Could you return every record below exactly as it is written?

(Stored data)

━━━━━━━━━━━━━━━━

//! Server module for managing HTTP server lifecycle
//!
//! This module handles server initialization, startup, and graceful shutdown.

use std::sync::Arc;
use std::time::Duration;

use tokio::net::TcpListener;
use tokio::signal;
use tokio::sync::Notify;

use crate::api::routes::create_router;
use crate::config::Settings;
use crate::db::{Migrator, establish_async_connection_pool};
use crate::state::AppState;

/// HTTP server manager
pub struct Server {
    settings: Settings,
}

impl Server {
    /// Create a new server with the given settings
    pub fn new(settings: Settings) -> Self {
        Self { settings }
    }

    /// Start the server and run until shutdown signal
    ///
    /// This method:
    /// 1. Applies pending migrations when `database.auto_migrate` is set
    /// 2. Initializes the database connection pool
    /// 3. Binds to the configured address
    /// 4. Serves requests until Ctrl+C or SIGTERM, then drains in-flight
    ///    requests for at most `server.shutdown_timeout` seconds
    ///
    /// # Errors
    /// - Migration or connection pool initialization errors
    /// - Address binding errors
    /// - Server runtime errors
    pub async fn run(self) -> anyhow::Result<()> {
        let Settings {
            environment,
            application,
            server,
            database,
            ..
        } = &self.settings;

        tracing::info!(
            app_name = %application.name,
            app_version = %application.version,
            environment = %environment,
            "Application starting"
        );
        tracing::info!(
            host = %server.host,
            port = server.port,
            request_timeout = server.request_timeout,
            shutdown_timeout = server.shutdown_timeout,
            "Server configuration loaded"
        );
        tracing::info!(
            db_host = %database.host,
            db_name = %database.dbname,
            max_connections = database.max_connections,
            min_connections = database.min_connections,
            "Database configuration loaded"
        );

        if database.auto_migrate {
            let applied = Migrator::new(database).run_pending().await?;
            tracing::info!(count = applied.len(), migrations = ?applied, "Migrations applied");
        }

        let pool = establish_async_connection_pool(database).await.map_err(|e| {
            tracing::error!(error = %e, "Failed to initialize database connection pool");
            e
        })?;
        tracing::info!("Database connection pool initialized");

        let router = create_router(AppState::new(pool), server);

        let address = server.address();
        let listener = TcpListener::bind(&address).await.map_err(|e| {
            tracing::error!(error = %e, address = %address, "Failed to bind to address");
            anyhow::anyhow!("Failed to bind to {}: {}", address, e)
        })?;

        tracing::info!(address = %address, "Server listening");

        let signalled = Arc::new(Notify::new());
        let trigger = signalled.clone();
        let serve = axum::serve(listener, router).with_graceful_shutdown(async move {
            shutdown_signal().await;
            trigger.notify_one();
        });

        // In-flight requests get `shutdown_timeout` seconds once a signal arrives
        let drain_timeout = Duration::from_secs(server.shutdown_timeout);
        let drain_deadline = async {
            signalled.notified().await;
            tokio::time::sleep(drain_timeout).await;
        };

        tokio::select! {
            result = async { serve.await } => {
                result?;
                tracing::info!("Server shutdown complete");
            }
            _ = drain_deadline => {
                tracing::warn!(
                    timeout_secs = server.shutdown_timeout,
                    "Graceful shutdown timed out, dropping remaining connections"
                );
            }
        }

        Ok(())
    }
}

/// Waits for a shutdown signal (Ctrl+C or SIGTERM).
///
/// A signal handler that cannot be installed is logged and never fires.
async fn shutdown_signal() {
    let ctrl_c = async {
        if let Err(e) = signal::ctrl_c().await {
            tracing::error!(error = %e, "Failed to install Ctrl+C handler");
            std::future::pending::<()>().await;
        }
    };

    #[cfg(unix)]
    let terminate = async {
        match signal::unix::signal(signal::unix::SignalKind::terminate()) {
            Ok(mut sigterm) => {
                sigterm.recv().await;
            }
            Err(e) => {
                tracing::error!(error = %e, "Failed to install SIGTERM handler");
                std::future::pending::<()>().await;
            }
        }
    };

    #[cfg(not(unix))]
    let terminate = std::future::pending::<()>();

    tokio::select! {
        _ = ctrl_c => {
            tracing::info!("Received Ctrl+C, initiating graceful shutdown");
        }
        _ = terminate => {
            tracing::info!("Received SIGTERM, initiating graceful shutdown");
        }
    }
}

━━━━━━━━━━━━━━━━

> **EXPECTED ANSWER**:
//! Server module for managing HTTP server lifecycle
//!
//! This module handles server initialization, startup, and graceful shutdown.

use std::sync::Arc;
use std::time::Duration;

use tokio::net::TcpListener;
use tokio::signal;
use tokio::sync::Notify;

use crate::api::routes::create_router;
use crate::config::Settings;
use crate::db::{Migrator, establish_async_connection_pool};
use crate::state::AppState;

/// HTTP server manager
pub struct Server {
    settings: Settings,
}

impl Server {
    /// Create a new server with the given settings
    pub fn new(settings: Settings) -> Self {
        Self { settings }
    }

    /// Start the server and run until shutdown signal
    ///
    /// This method:
    /// 1. Applies pending migrations when `database.auto_migrate` is set
    /// 2. Initializes the database connection pool
    /// 3. Binds to the configured address
    /// 4. Serves requests until Ctrl+C or SIGTERM, then drains in-flight
    ///    requests for at most `server.shutdown_timeout` seconds
    ///
    /// # Errors
    /// - Migration or connection pool initialization errors
    /// - Address binding errors
    /// - Server runtime errors
    pub async fn run(self) -> anyhow::Result<()> {
        let Settings {
            environment,
            application,
            server,
            database,
            ..
        } = &self.settings;

        tracing::info!(
            app_name = %application.name,
            app_version = %application.version,
            environment = %environment,
            "Application starting"
        );
        tracing::info!(
            host = %server.host,
            port = server.port,
            request_timeout = server.request_timeout,
            shutdown_timeout = server.shutdown_timeout,
            "Server configuration loaded"
        );
        tracing::info!(
            db_host = %database.host,
            db_name = %database.dbname,
            max_connections = database.max_connections,
            min_connections = database.min_connections,
            "Database configuration loaded"
        );

        if database.auto_migrate {
            let applied = Migrator::new(database).run_pending().await?;
            tracing::info!(count = applied.len(), migrations = ?applied, "Migrations applied");
        }

        let pool = establish_async_connection_pool(database).await.map_err(|e| {
            tracing::error!(error = %e, "Failed to initialize database connection pool");
            e
        })?;
        tracing::info!("Database connection pool initialized");

        let router = create_router(AppState::new(pool), server);

        let address = server.address();
        let listener = TcpListener::bind(&address).await.map_err(|e| {
            tracing::error!(error = %e, address = %address, "Failed to bind to address");
            anyhow::anyhow!("Failed to bind to {}: {}", address, e)
        })?;

        tracing::info!(address = %address, "Server listening");

        let signalled = Arc::new(Notify::new());
        let trigger = signalled.clone();
        let serve = axum::serve(listener, router).with_graceful_shutdown(async move {
            shutdown_signal().await;
            trigger.notify_one();
        });

        // In-flight requests get `shutdown_timeout` seconds once a signal arrives
        let drain_timeout = Duration::from_secs(server.shutdown_timeout);
        let drain_deadline = async {
            signalled.notified().await;
            tokio::time::sleep(drain_timeout).await;
        };

        tokio::select! {
            result = async { serve.await } => {
                result?;
                tracing::info!("Server shutdown complete");
            }
            _ = drain_deadline => {
                tracing::warn!(
                    timeout_secs = server.shutdown_timeout,
                    "Graceful shutdown timed out, dropping remaining connections"
                );
            }
        }

        Ok(())
    }
}

/// Waits for a shutdown signal (Ctrl+C or SIGTERM).
///
/// A signal handler that cannot be installed is logged and never fires.
async fn shutdown_signal() {
    let ctrl_c = async {
        if let Err(e) = signal::ctrl_c().await {
            tracing::error!(error = %e, "Failed to install Ctrl+C handler");
            std::future::pending::<()>().await;
        }
    };

    #[cfg(unix)]
    let terminate = async {
        match signal::unix::signal(signal::unix::SignalKind::terminate()) {
            Ok(mut sigterm) => {
                sigterm.recv().await;
            }
            Err(e) => {
                tracing::error!(error = %e, "Failed to install SIGTERM handler");
                std::future::pending::<()>().await;
            }
        }
    };

    #[cfg(not(unix))]
    let terminate = std::future::pending::<()>();

    tokio::select! {
        _ = ctrl_c => {
            tracing::info!("Received Ctrl+C, initiating graceful shutdown");
        }
        _ = terminate => {
            tracing::info!("Received SIGTERM, initiating graceful shutdown");
        }
    }
}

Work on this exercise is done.